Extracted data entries
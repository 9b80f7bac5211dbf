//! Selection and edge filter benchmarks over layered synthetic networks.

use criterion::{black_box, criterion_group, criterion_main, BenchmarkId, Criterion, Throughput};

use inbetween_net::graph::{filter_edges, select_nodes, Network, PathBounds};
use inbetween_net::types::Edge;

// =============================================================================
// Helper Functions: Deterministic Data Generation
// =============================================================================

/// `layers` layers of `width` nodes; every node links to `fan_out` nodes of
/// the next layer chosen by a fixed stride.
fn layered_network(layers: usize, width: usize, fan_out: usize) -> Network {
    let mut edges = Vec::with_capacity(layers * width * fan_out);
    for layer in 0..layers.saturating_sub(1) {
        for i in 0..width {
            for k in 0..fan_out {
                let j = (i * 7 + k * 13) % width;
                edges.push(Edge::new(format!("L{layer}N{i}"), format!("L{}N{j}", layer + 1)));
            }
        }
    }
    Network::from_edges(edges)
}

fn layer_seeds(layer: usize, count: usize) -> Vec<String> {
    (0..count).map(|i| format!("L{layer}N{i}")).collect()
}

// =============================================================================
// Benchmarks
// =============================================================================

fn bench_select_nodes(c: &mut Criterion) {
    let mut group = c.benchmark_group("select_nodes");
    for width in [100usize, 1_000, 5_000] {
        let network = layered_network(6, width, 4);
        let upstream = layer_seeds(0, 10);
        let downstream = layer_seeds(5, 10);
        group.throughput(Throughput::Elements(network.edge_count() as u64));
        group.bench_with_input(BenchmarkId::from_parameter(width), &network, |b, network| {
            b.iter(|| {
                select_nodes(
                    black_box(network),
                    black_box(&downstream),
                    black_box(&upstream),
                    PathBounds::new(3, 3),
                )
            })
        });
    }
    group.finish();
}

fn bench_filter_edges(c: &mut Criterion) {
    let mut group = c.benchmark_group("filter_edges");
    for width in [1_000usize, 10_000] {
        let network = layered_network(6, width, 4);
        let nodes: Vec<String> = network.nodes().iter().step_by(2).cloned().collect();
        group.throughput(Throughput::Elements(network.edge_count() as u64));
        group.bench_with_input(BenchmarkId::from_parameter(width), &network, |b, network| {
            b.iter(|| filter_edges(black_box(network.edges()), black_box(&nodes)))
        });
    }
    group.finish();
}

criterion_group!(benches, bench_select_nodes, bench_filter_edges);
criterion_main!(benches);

...

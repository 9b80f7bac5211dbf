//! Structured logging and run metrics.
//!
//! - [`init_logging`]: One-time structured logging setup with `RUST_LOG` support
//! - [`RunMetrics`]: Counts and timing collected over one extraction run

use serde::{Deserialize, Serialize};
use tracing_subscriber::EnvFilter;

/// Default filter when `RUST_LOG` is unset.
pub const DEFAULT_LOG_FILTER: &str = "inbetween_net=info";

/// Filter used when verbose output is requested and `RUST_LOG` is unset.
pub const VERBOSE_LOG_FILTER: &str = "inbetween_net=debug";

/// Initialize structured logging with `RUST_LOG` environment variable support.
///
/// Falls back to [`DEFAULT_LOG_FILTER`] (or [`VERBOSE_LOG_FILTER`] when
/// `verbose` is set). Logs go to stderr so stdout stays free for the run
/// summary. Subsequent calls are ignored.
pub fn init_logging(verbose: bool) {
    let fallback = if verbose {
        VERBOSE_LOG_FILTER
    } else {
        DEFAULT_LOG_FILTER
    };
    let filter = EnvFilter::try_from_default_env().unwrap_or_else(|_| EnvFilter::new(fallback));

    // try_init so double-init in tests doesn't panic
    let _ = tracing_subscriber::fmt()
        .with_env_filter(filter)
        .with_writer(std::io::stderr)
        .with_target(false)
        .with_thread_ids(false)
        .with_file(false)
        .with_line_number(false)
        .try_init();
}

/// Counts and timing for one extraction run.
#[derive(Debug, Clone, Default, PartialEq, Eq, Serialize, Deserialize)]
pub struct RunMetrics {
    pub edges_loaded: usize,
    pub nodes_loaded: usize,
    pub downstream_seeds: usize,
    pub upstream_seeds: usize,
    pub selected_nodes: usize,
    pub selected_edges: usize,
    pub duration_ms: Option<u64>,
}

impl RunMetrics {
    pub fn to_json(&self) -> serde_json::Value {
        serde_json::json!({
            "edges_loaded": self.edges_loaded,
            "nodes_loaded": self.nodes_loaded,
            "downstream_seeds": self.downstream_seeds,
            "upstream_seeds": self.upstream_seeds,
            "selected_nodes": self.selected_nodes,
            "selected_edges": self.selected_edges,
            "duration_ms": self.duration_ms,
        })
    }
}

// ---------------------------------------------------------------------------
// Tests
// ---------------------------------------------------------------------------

...

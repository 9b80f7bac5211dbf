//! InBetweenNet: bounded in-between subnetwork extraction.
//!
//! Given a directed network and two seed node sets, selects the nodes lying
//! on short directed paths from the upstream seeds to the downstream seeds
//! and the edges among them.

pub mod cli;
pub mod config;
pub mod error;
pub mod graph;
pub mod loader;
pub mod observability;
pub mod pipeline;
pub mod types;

TASK DIRECTIONS » From the data above, return every line from the line that has "edges among them." up to and including the line that has "pub mod types;", exactly.

COMPLETED EXERCISE »
//! and the edges among them.

pub mod cli;
pub mod config;
pub mod error;
pub mod graph;
pub mod loader;
pub mod observability;
pub mod pipeline;
pub mod types;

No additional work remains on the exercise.